Out-Law News | 12 Feb 2018 | 3:27 pm | 1 min. read

New data protection laws are not at odds with regulatory requirements imposed on companies in the financial services sector, two UK authorities have said.

The Financial Conduct Authority (FCA) and Information Commissioner's Office (ICO) said some businesses had queried the point.

The UK's financial services companies are subject to sector-specific regulations for handling of customer data which are set out in the FCA's Handbook. The FCA is responsible for monitoring compliance and taking enforcement action where it identifies a breach of its rules.

The General Data Protection Regulation (GDPR) will apply to all organisations that process personal data, including the financial services industry, from 25 May. The ICO, the UK's data protection watchdog, will have powers under the GDPR to impose fines on non-compliant business – potentially up to 4% of their annual global turnover, or £17 million, whichever is highest.

"Firms have asked us about their ability to comply with both the GDPR and rules made by the FCA," the authorities said in a joint statement. "We believe the GDPR does not impose requirements which are incompatible with the rules in the FCA Handbook. Indeed, there are a number of requirements that are common to the GDPR and the financial regulatory regime detailed in the Handbook."

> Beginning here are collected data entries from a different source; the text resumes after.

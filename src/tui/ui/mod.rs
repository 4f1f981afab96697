//! UI module: View components for the TUI.

pub mod dashboard;
pub mod emergency;
pub mod home;
pub mod intake;
pub mod records;

use std::time::{Duration, Instant};

use ratatui::{
    layout::{Alignment, Rect},
    text::{Line, Span},
    widgets::{Block, Borders, Clear, Paragraph, Tabs, Wrap},
    Frame,
};

use crate::tui::styles::{Theme, LOGO_SMALL};

/// How long a notification stays on screen.
pub const NOTIFICATION_TTL: Duration = Duration::from_secs(5);

#[derive(Debug, Clone, Copy, PartialEq, Eq)]
pub enum NotificationKind {
    Success,
    Info,
    Alert,
    Error,
}

/// Transient message shown over the current screen.
#[derive(Debug, Clone)]
pub struct Notification {
    pub title: String,
    pub body: String,
    pub kind: NotificationKind,
    created: Instant,
}

impl Notification {
    pub fn new(kind: NotificationKind, title: impl Into<String>, body: impl Into<String>) -> Self {
        Self {
            title: title.into(),
            body: body.into(),
            kind,
            created: Instant::now(),
        }
    }

    #[must_use]
    pub fn is_expired(&self, now: Instant) -> bool {
        now.saturating_duration_since(self.created) >= NOTIFICATION_TTL
    }
}

/// Navigation bar with one tab per screen.
pub fn render_tabs(f: &mut Frame, area: Rect, titles: &[&str], selected: usize) {
    let titles: Vec<Line> = titles
        .iter()
        .enumerate()
        .map(|(i, t)| Line::from(format!("F{} {t}", i + 1)))
        .collect();

    let tabs = Tabs::new(titles)
        .block(
            Block::default()
                .title(Span::styled(format!(" {LOGO_SMALL} "), Theme::header()))
                .borders(Borders::BOTTOM)
                .border_style(Theme::border()),
        )
        .style(Theme::text_secondary())
        .highlight_style(Theme::selected())
        .select(selected)
        .divider(Span::styled("│", Theme::text_muted()));

    f.render_widget(tabs, area);
}

/// Notification box in the top-right corner.
pub fn render_notification(f: &mut Frame, area: Rect, notification: &Notification) {
    let width = area.width.min(56);
    let height = 4.min(area.height);
    let rect = Rect {
        x: area.x + area.width.saturating_sub(width + 1),
        y: area.y + 1,
        width,
        height,
    };

    let style = match notification.kind {
        NotificationKind::Success => Theme::success(),
        NotificationKind::Info => Theme::info(),
        NotificationKind::Alert | NotificationKind::Error => Theme::danger(),
    };

    let block = Block::default()
        .title(Span::styled(format!(" {} ", notification.title), style))
        .borders(Borders::ALL)
        .border_style(style);

    let p = Paragraph::new(Span::styled(notification.body.clone(), Theme::text()))
        .block(block)
        .wrap(Wrap { trim: true });

    f.render_widget(Clear, rect);
    f.render_widget(p, rect);
}

pub fn render_disclaimer(f: &mut Frame, area: Rect) {
    let text = vec![
        Line::from(vec![
            Span::styled("[F1-F5] ", Theme::key_hint()),
            Span::styled("Switch screen  ", Theme::key_desc()),
            Span::styled("[Ctrl+Q] ", Theme::key_hint()),
            Span::styled("Quit", Theme::key_desc()),
        ]),
        Line::from(vec![Span::styled(
            "Not a medical device. In an emergency, call your local emergency number.",
            Theme::text_muted(),
        )]),
    ];

    let block = Block::default()
        .borders(Borders::TOP)
        .border_style(Theme::border());

    let p = Paragraph::new(text)
        .block(block)
        .alignment(Alignment::Left)
        .wrap(Wrap { trim: true });

    f.render_widget(p, area);
}

#[cfg(test)]
mod tests {
    use super::*;

    #[test]
    fn test_notification_expiry() {
        let n = Notification::new(NotificationKind::Info, "API Key Saved", "");
        let now = Instant::now();
        assert!(!n.is_expired(now));
        assert!(n.is_expired(now + NOTIFICATION_TTL));
    }
}
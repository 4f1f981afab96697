//! Home view: Hero banner, feature cards and contact footer.

use ratatui::{
    layout::{Alignment, Constraint, Direction, Layout, Rect},
    text::{Line, Span},
    widgets::{Block, Borders, Paragraph, Wrap},
    Frame,
};

use crate::tui::styles::Theme;

pub const HEADLINE: &str = "AI-Powered Health Monitoring for Your Peace of Mind";

/// (title, blurb)
pub const FEATURES: [(&str, &str); 4] = [
    (
        "AI-Powered Analysis",
        "Advanced algorithms analyze your health data to provide personalized insights.",
    ),
    (
        "Smart Alerts",
        "Get notified instantly when your health metrics need attention.",
    ),
    (
        "Real-time Monitoring",
        "Track your vital signs and health metrics as they change.",
    ),
    (
        "Personalized Care",
        "Recommendations tailored to your unique health profile.",
    ),
];

pub const CONTACT_LINES: [&str; 3] = [
    "support@healthmonitree.com",
    "(555) 123-4567",
    "123 Health Street, Medical City",
];

pub const COPYRIGHT: &str = "© 2024 HealthMoniTree. All rights reserved.";

/// Render the home view.
pub fn render_home(f: &mut Frame, area: Rect) {
    let chunks = Layout::default()
        .direction(Direction::Vertical)
        .constraints([
            Constraint::Length(7), // Hero
            Constraint::Min(6),    // Features
            Constraint::Length(6), // Footer
        ])
        .split(area);

    render_hero(f, chunks[0]);
    render_features(f, chunks[1]);
    render_footer(f, chunks[2]);
}

fn render_hero(f: &mut Frame, area: Rect) {
    let lines = vec![
        Line::from(""),
        Line::from(Span::styled(HEADLINE, Theme::title())),
        Line::from(Span::styled(
            "Monitor your health, keep your records in one place and reach help fast.",
            Theme::text_secondary(),
        )),
        Line::from(""),
        Line::from(vec![
            Span::styled("[Enter] ", Theme::key_hint()),
            Span::styled("Get Started   ", Theme::key_desc()),
            Span::styled("[F2] ", Theme::key_hint()),
            Span::styled("Emergency", Theme::key_desc()),
        ]),
    ];

    let hero = Paragraph::new(lines)
        .alignment(Alignment::Center)
        .block(
            Block::default()
                .borders(Borders::BOTTOM)
                .border_style(Theme::border()),
        );
    f.render_widget(hero, area);
}

fn render_features(f: &mut Frame, area: Rect) {
    let cells = Layout::default()
        .direction(Direction::Horizontal)
        .constraints([Constraint::Ratio(1, 4); 4])
        .split(area);

    for ((title, blurb), cell) in FEATURES.iter().zip(cells.iter()) {
        let block = Block::default()
            .title(Span::styled(format!(" {title} "), Theme::subtitle()))
            .borders(Borders::ALL)
            .border_style(Theme::border());

        let p = Paragraph::new(Span::styled(*blurb, Theme::text()))
            .block(block)
            .wrap(Wrap { trim: true });
        f.render_widget(p, *cell);
    }
}

fn render_footer(f: &mut Frame, area: Rect) {
    let mut lines: Vec<Line> = vec![Line::from(Span::styled("Contact Us", Theme::subtitle()))];
    lines.extend(
        CONTACT_LINES
            .iter()
            .map(|l| Line::from(Span::styled(*l, Theme::text_secondary()))),
    );
    lines.push(Line::from(Span::styled(COPYRIGHT, Theme::text_muted())));

    let footer = Paragraph::new(lines).block(
        Block::default()
            .borders(Borders::TOP)
            .border_style(Theme::border()),
    );
    f.render_widget(footer, area);
}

"Compliance with GDPR is now a board level responsibility, and firms must be able to produce evidence to demonstrate the steps that they have taken to comply. The requirement to treat customers fairly is also central to both data protection law and the current financial services regulatory framework. When the FCA makes rules, we take into account how our requirements will affect the privacy interests of individuals such as firms’ customers and employees, and are open and transparent on why we have made rules in the way that we have," it said.

"While the ICO will regulate the GDPR, complying with the GDPR requirements is also something the FCA will consider under their rules, for example, the requirements in the Senior Management Arrangements, Systems and Controls (SYSC) module. As part of their obligations under SYSC, firms should establish, maintain and improve appropriate technology and cyber resilience systems and controls," it said.

The FCA and ICO said they intend to revisit a 2014 agreement they both signed, which sets out a framework for cooperation between the authorities, to "ensure it is still fit to address future collaboration".